* [Task material]
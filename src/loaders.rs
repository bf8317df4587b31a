//! Built-in panel loaders backed by the remote content source.

use crate::workspace::registry::{ComponentRegistry, LoadPlan, PanelLoader, RegistryError};
use crate::workspace::state::Container;
use geopanes_core::api::PanelRequest;
use geopanes_core::client::ContentClient;
use geopanes_core::panel::{PanelKind, PanelState};

/// Loader that fetches a panel's HTML/JSON from the backend route for its state.
pub fn http_loader(client: ContentClient) -> impl PanelLoader {
    move |container: &mut Container, state: &PanelState| -> anyhow::Result<LoadPlan> {
        let request = PanelRequest::for_state(state);
        log::debug!("{} loads from {} {}", container.id(), client.base_url(), request.path);
        let client = client.clone();
        Ok(LoadPlan::Fetch(Box::pin(async move { client.fetch(request).await })))
    }
}

/// Register one HTTP loader per component type.
pub fn register_builtin_loaders(registry: &mut ComponentRegistry, client: &ContentClient) -> Result<(), RegistryError> {
    for kind in PanelKind::ALL {
        registry.register(kind, http_loader(client.clone()))?;
    }
    log::info!("Registered {} built-in panel loaders", PanelKind::ALL.len());
    Ok(())
}

#[cfg(test)]
mod tests {
    use super::*;
    use crate::workspace::bus::EventBus;
    use crate::workspace::state::PanelView;
    use crate::workspace::{Workspace, WorkspaceOptions};
    use std::sync::Arc;
    use std::time::Duration;

    #[test]
    fn every_kind_gets_a_loader_once() {
        let client = ContentClient::new("http://127.0.0.1:9");
        let mut registry = ComponentRegistry::new();
        register_builtin_loaders(&mut registry, &client).unwrap();
        assert_eq!(registry.kinds().len(), PanelKind::ALL.len());

        let err = register_builtin_loaders(&mut registry, &client).unwrap_err();
        assert!(matches!(err, RegistryError::Duplicate(_)));
    }

    #[test]
    fn unreachable_backend_renders_error_panel() {
        let rt = tokio::runtime::Builder::new_multi_thread()
            .worker_threads(1)
            .enable_all()
            .build()
            .unwrap();
        let client = ContentClient::new("http://127.0.0.1:9").with_timeout(Duration::from_secs(2));
        let mut registry = ComponentRegistry::new();
        register_builtin_loaders(&mut registry, &client).unwrap();

        let mut ws = Workspace::new(
            Arc::new(registry),
            EventBus::new(),
            rt.handle().clone(),
            WorkspaceOptions::default(),
        );
        let id = ws
            .add_component(None, PanelState::plugin("caesar"), "Caesar")
            .unwrap();
        assert_eq!(ws.container(id).unwrap().view(), &PanelView::Loading);

        assert!(ws.wait_for_loads(Duration::from_secs(10)));
        assert!(ws.container(id).unwrap().view().is_error());
        assert_eq!(ws.container_count(), 1);
    }
}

* [Task directions] Go through the data above and repeat all of it exactly.

* [Result of the exercise]
filename src/loaders.rs
repository bf8317df4587b31a
//! Built-in panel loaders backed by the remote content source.

use crate::workspace::registry::{ComponentRegistry, LoadPlan, PanelLoader, RegistryError};
use crate::workspace::state::Container;
use geopanes_core::api::PanelRequest;
use geopanes_core::client::ContentClient;
use geopanes_core::panel::{PanelKind, PanelState};

/// Loader that fetches a panel's HTML/JSON from the backend route for its state.
pub fn http_loader(client: ContentClient) -> impl PanelLoader {
    move |container: &mut Container, state: &PanelState| -> anyhow::Result<LoadPlan> {
        let request = PanelRequest::for_state(state);
        log::debug!("{} loads from {} {}", container.id(), client.base_url(), request.path);
        let client = client.clone();
        Ok(LoadPlan::Fetch(Box::pin(async move { client.fetch(request).await })))
    }
}

/// Register one HTTP loader per component type.
pub fn register_builtin_loaders(registry: &mut ComponentRegistry, client: &ContentClient) -> Result<(), RegistryError> {
    for kind in PanelKind::ALL {
        registry.register(kind, http_loader(client.clone()))?;
    }
    log::info!("Registered {} built-in panel loaders", PanelKind::ALL.len());
    Ok(())
}

#[cfg(test)]
mod tests {
    use super::*;
    use crate::workspace::bus::EventBus;
    use crate::workspace::state::PanelView;
    use crate::workspace::{Workspace, WorkspaceOptions};
    use std::sync::Arc;
    use std::time::Duration;

    #[test]
    fn every_kind_gets_a_loader_once() {
        let client = ContentClient::new("http://127.0.0.1:9");
        let mut registry = ComponentRegistry::new();
        register_builtin_loaders(&mut registry, &client).unwrap();
        assert_eq!(registry.kinds().len(), PanelKind::ALL.len());

        let err = register_builtin_loaders(&mut registry, &client).unwrap_err();
        assert!(matches!(err, RegistryError::Duplicate(_)));
    }

    #[test]
    fn unreachable_backend_renders_error_panel() {
        let rt = tokio::runtime::Builder::new_multi_thread()
            .worker_threads(1)
            .enable_all()
            .build()
            .unwrap();
        let client = ContentClient::new("http://127.0.0.1:9").with_timeout(Duration::from_secs(2));
        let mut registry = ComponentRegistry::new();
        register_builtin_loaders(&mut registry, &client).unwrap();

        let mut ws = Workspace::new(
            Arc::new(registry),
            EventBus::new(),
            rt.handle().clone(),
            WorkspaceOptions::default(),
        );
        let id = ws
            .add_component(None, PanelState::plugin("caesar"), "Caesar")
            .unwrap();
        assert_eq!(ws.container(id).unwrap().view(), &PanelView::Loading);

        assert!(ws.wait_for_loads(Duration::from_secs(10)));
        assert!(ws.container(id).unwrap().view().is_error());
        assert_eq!(ws.container_count(), 1);
    }
}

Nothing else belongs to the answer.